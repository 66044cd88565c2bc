//! # Database Connection
//!
//! Connection setup for the local SQLite file.
//!
//! ## Architecture
//! ```text
//! ┌─────────────────────────────────────────────────────────────────────────┐
//! │                      Database Connection                                │
//! │                                                                         │
//! │  App Startup                                                           │
//! │       │                                                                 │
//! │       ▼                                                                 │
//! │  DbConfig::new(path) ← Configure file path and timeouts                │
//! │       │                                                                 │
//! │       ▼                                                                 │
//! │  Database::new(config).await ← Open file + create table                │
//! │       │                                                                 │
//! │       ▼                                                                 │
//! │  ┌─────────────────────────────────────────┐                           │
//! │  │            SqlitePool                    │                           │
//! │  │  ┌─────┐                                 │  max = min = 1            │
//! │  │  │Conn │  held until the process exits   │  no idle timeout          │
//! │  │  └─────┘                                 │  no max lifetime          │
//! │  └─────────────────────────────────────────┘                           │
//! │                                                                         │
//! └─────────────────────────────────────────────────────────────────────────┘
//! ```
//!
//! The application is single-user, so one connection is all it needs. sqlx
//! still requires a pool type; sizing it to one keeps the "one long-lived
//! connection" model and lets in-memory databases survive between calls.

use sqlx::sqlite::{SqliteConnectOptions, SqlitePoolOptions, SqliteSynchronous};
use sqlx::SqlitePool;
use std::path::{Path, PathBuf};
use std::str::FromStr;
use std::time::Duration;
use tracing::{debug, info};

use crate::error::{DbError, DbResult};
use crate::repository::product::ProductRepository;
use crate::schema;

/// Path value that selects a private in-memory database.
const IN_MEMORY_PATH: &str = ":memory:";

// =============================================================================
// Configuration
// =============================================================================

/// Database configuration.
///
/// ## Example
/// ```rust,ignore
/// let config = DbConfig::new("./products.db")
///     .connect_timeout(Duration::from_secs(5));
/// ```
#[derive(Debug, Clone)]
pub struct DbConfig {
    /// Path to the SQLite database file.
    pub database_path: PathBuf,

    /// How long to wait for the connection.
    /// Default: 30 seconds
    pub connect_timeout: Duration,

    /// Whether to create the products table on connect.
    /// Default: true
    pub ensure_schema: bool,
}

impl DbConfig {
    /// Creates a new database configuration with the given path.
    ///
    /// The file is created if it doesn't exist.
    pub fn new(path: impl Into<PathBuf>) -> Self {
        DbConfig {
            database_path: path.into(),
            connect_timeout: Duration::from_secs(30),
            ensure_schema: true,
        }
    }

    /// Sets the connection timeout.
    pub fn connect_timeout(mut self, timeout: Duration) -> Self {
        self.connect_timeout = timeout;
        self
    }

    /// Sets whether to create the products table on connect.
    pub fn ensure_schema(mut self, ensure: bool) -> Self {
        self.ensure_schema = ensure;
        self
    }

    /// Creates an in-memory database configuration (for testing).
    ///
    /// Each in-memory database is private to the `Database` that opened it.
    pub fn in_memory() -> Self {
        DbConfig {
            database_path: PathBuf::from(IN_MEMORY_PATH),
            connect_timeout: Duration::from_secs(5),
            ensure_schema: true,
        }
    }

    /// Returns true if this configuration points at an in-memory database.
    pub fn is_in_memory(&self) -> bool {
        self.database_path == Path::new(IN_MEMORY_PATH)
    }

    fn connect_options(&self) -> DbResult<SqliteConnectOptions> {
        let options = if self.is_in_memory() {
            SqliteConnectOptions::from_str("sqlite::memory:")
                .map_err(|e| DbError::ConnectionFailed(e.to_string()))?
        } else {
            SqliteConnectOptions::new()
                .filename(&self.database_path)
                .create_if_missing(true)
        };

        Ok(options
            // NORMAL synchronous: safe from corruption, may lose the last
            // statement on power loss
            .synchronous(SqliteSynchronous::Normal)
            .foreign_keys(true))
    }
}

// =============================================================================
// Database
// =============================================================================

/// Main database handle providing repository access.
///
/// Cloning is cheap; clones share the same connection.
#[derive(Debug, Clone)]
pub struct Database {
    /// The single-connection SQLite pool.
    pool: SqlitePool,
}

impl Database {
    /// Opens the database and prepares the products table.
    ///
    /// ## What This Does
    /// 1. Opens the database file, creating it if it doesn't exist
    /// 2. Opens exactly one connection and keeps it for the process lifetime
    /// 3. Creates the products table if missing (if enabled)
    ///
    /// Opening the same file again is harmless: existing rows are kept.
    pub async fn new(config: DbConfig) -> DbResult<Self> {
        info!(
            path = %config.database_path.display(),
            "Initializing database connection"
        );

        let connect_options = config.connect_options()?;

        debug!("Connection options configured");

        let pool = SqlitePoolOptions::new()
            .max_connections(1)
            .min_connections(1)
            .acquire_timeout(config.connect_timeout)
            .idle_timeout(None)
            .max_lifetime(None)
            .connect_with(connect_options)
            .await
            .map_err(|e| DbError::ConnectionFailed(e.to_string()))?;

        info!("Database connection opened");

        let db = Database { pool };

        if config.ensure_schema {
            schema::ensure_schema(&db.pool).await?;
        }

        Ok(db)
    }

    /// Returns a reference to the connection pool.
    ///
    /// For statements not covered by the repository.
    pub fn pool(&self) -> &SqlitePool {
        &self.pool
    }

    /// Returns the product repository.
    ///
    /// ## Example
    /// ```rust,ignore
    /// let products = db.products().fetch_all().await?;
    /// ```
    pub fn products(&self) -> ProductRepository {
        ProductRepository::new(self.pool.clone())
    }

    /// Closes the connection.
    ///
    /// After calling close, all repository operations will fail.
    pub async fn close(&self) {
        info!("Closing database connection");
        self.pool.close().await;
    }

    /// Checks that the database answers queries and the products table exists.
    pub async fn health_check(&self) -> bool {
        schema::table_exists(&self.pool).await.unwrap_or(false)
    }
}

// =============================================================================
// Unit Tests
// =============================================================================

#[cfg(test)]
mod tests {
    use super::*;
    use stockroom_core::ProductDraft;

    #[tokio::test]
    async fn test_in_memory_database() {
        let db = Database::new(DbConfig::in_memory()).await.unwrap();

        assert!(db.health_check().await);
    }

    #[tokio::test]
    async fn test_config_builder() {
        let config = DbConfig::new("/tmp/test.db")
            .connect_timeout(Duration::from_secs(2))
            .ensure_schema(false);

        assert_eq!(config.connect_timeout, Duration::from_secs(2));
        assert!(!config.ensure_schema);
        assert!(!config.is_in_memory());
        assert!(DbConfig::in_memory().is_in_memory());
    }

    #[tokio::test]
    async fn test_in_memory_databases_are_isolated() {
        let a = Database::new(DbConfig::in_memory()).await.unwrap();
        let b = Database::new(DbConfig::in_memory()).await.unwrap();

        a.products()
            .insert(&ProductDraft::new("Widget", 1.0, 1))
            .await
            .unwrap();

        assert_eq!(a.products().count().await.unwrap(), 1);
        assert_eq!(b.products().count().await.unwrap(), 0);
    }

    #[tokio::test]
    async fn test_file_database_reopens_with_rows() {
        let dir = tempfile::tempdir().unwrap();
        let path = dir.path().join("products.db");

        let db = Database::new(DbConfig::new(&path)).await.unwrap();
        let id = db
            .products()
            .insert(&ProductDraft::new("Widget", 9.99, 5))
            .await
            .unwrap();
        db.close().await;

        assert!(path.exists());

        let reopened = Database::new(DbConfig::new(&path)).await.unwrap();
        let rows = reopened.products().fetch_all().await.unwrap();

        assert_eq!(rows.len(), 1);
        assert_eq!(rows[0].id, id);
        assert_eq!(rows[0].name, "Widget");
        reopened.close().await;
    }

    #[tokio::test]
    async fn test_closed_database_reports_error() {
        let db = Database::new(DbConfig::in_memory()).await.unwrap();
        db.close().await;

        assert!(!db.health_check().await);
        assert!(db.products().fetch_all().await.is_err());
    }

    #[tokio::test]
    async fn test_unopenable_path_fails() {
        let dir = tempfile::tempdir().unwrap();
        let path = dir.path().join("missing").join("products.db");

        let result = Database::new(DbConfig::new(path)).await;

        assert!(matches!(result, Err(DbError::ConnectionFailed(_))));
    }
}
● ● ● ● ●
§ **ACTIVITY**
Every line from the data above that contains "bool" must appear in the answer.

§ **WRITTEN ANSWER**
    pub ensure_schema: bool,
    pub fn ensure_schema(mut self, ensure: bool) -> Self {
    pub fn is_in_memory(&self) -> bool {
    pub async fn health_check(&self) -> bool {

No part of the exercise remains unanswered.